(Work required) Return each line of the records holding the string "CorsLayer".

(Exercise inputs)
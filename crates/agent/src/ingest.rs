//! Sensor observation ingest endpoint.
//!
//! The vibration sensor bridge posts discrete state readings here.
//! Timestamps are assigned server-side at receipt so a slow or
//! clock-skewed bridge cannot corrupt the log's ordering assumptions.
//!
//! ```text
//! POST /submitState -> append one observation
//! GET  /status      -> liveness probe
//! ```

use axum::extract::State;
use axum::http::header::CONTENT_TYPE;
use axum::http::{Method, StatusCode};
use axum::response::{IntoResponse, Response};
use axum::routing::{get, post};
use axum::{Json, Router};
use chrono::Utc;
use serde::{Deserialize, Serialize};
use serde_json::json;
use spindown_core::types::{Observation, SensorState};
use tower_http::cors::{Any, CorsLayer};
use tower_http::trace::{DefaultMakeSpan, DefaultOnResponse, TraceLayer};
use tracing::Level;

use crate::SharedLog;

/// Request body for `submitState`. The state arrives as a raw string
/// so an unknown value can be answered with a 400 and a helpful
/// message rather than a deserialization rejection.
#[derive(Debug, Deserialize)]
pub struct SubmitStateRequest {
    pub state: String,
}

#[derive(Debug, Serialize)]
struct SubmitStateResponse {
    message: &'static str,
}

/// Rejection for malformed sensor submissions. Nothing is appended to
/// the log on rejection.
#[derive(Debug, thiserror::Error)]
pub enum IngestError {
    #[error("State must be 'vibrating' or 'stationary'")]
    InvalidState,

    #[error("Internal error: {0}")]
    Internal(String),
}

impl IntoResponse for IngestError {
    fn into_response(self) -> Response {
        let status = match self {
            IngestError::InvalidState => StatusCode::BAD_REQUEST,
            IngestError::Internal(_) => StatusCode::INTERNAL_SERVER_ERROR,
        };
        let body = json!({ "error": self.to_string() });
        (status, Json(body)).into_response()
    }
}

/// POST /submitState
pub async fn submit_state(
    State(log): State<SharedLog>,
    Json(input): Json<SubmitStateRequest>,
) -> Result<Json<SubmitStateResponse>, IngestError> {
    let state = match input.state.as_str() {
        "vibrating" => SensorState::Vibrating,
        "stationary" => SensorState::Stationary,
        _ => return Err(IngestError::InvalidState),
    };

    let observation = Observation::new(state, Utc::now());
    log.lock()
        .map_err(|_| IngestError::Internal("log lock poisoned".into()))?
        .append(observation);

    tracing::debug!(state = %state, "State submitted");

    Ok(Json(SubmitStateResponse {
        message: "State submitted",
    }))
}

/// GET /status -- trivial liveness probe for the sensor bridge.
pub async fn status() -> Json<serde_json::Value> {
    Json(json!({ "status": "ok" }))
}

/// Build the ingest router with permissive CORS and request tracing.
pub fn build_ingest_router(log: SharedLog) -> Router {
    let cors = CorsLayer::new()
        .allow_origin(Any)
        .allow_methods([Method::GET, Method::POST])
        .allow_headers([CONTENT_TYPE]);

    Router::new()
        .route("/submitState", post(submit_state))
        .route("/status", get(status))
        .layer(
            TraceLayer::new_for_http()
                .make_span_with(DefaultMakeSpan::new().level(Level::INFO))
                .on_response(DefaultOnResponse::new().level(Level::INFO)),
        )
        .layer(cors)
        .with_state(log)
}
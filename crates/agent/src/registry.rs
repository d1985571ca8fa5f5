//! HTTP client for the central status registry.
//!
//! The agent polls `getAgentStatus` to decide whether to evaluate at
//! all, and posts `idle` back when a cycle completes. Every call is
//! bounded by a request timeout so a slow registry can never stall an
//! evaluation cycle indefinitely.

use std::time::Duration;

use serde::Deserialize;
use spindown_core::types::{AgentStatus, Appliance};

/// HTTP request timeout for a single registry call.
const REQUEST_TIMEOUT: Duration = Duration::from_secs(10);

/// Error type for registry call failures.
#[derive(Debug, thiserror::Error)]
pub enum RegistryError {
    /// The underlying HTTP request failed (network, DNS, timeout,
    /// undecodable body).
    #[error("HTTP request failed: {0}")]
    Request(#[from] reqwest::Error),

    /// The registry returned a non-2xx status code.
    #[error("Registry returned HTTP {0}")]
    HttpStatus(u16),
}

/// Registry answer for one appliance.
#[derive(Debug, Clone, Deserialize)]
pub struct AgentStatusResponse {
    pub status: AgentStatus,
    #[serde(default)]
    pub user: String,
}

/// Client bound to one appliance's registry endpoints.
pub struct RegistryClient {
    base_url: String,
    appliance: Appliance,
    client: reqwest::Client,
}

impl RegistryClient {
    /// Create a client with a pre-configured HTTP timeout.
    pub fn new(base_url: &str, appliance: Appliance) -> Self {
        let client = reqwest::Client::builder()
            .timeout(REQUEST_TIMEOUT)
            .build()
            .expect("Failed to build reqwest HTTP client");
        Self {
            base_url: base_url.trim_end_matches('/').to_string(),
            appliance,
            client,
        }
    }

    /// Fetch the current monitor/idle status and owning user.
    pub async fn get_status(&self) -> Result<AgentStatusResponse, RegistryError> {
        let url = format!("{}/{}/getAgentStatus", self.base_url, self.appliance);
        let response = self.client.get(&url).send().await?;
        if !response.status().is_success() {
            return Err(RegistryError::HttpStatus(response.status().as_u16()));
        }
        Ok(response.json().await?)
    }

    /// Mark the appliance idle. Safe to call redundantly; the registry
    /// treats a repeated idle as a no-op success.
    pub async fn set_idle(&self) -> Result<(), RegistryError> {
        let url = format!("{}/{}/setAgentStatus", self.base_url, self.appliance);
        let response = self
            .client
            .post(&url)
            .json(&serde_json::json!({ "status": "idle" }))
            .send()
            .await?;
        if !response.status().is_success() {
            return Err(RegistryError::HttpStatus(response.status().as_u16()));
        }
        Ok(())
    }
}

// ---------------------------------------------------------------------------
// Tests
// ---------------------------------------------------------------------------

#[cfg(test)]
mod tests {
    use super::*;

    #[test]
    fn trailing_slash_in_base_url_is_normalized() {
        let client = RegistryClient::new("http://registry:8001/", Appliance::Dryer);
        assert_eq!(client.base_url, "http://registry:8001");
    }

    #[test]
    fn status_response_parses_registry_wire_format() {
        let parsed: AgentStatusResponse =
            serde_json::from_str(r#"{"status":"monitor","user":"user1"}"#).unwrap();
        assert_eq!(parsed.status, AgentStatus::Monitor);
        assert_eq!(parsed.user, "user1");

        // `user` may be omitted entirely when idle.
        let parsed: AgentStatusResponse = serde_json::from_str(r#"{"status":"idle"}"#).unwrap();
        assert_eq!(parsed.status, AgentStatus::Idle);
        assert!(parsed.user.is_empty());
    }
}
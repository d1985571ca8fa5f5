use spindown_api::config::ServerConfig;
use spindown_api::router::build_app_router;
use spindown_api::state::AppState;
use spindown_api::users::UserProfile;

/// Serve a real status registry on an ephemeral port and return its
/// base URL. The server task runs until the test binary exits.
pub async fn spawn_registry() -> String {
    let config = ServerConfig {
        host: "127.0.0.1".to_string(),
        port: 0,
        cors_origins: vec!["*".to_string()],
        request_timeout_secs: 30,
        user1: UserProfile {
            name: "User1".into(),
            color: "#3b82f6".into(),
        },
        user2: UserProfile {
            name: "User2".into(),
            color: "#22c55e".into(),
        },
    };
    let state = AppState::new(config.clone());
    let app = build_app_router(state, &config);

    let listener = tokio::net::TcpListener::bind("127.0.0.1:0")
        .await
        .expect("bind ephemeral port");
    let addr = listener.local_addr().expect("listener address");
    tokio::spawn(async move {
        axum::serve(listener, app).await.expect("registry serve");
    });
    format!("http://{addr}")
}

==

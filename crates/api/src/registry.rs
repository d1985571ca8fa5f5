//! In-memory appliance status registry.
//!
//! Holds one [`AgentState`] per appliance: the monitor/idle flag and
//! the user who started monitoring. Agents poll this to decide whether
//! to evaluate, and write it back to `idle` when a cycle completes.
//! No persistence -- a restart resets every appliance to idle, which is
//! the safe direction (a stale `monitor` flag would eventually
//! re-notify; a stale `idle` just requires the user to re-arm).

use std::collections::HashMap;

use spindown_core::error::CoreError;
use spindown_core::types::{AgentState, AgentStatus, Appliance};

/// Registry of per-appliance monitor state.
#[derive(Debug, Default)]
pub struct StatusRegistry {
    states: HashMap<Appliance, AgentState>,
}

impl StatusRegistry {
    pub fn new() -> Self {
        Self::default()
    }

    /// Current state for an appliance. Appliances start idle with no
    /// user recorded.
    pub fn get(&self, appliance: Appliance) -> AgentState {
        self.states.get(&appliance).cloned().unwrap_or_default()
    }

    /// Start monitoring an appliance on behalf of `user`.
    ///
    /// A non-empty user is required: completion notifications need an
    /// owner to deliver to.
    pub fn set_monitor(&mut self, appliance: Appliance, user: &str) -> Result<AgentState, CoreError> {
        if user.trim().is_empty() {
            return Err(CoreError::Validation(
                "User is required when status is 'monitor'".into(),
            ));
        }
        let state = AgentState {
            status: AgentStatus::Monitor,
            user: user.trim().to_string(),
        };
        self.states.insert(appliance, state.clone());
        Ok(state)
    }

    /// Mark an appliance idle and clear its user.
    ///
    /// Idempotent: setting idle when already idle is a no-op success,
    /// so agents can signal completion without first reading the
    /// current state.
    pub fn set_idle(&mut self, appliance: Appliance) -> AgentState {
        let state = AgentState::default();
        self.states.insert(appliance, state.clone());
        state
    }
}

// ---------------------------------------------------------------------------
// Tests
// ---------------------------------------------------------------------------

(Task output)
use tower_http::cors::{Any, CorsLayer};
    let cors = CorsLayer::new()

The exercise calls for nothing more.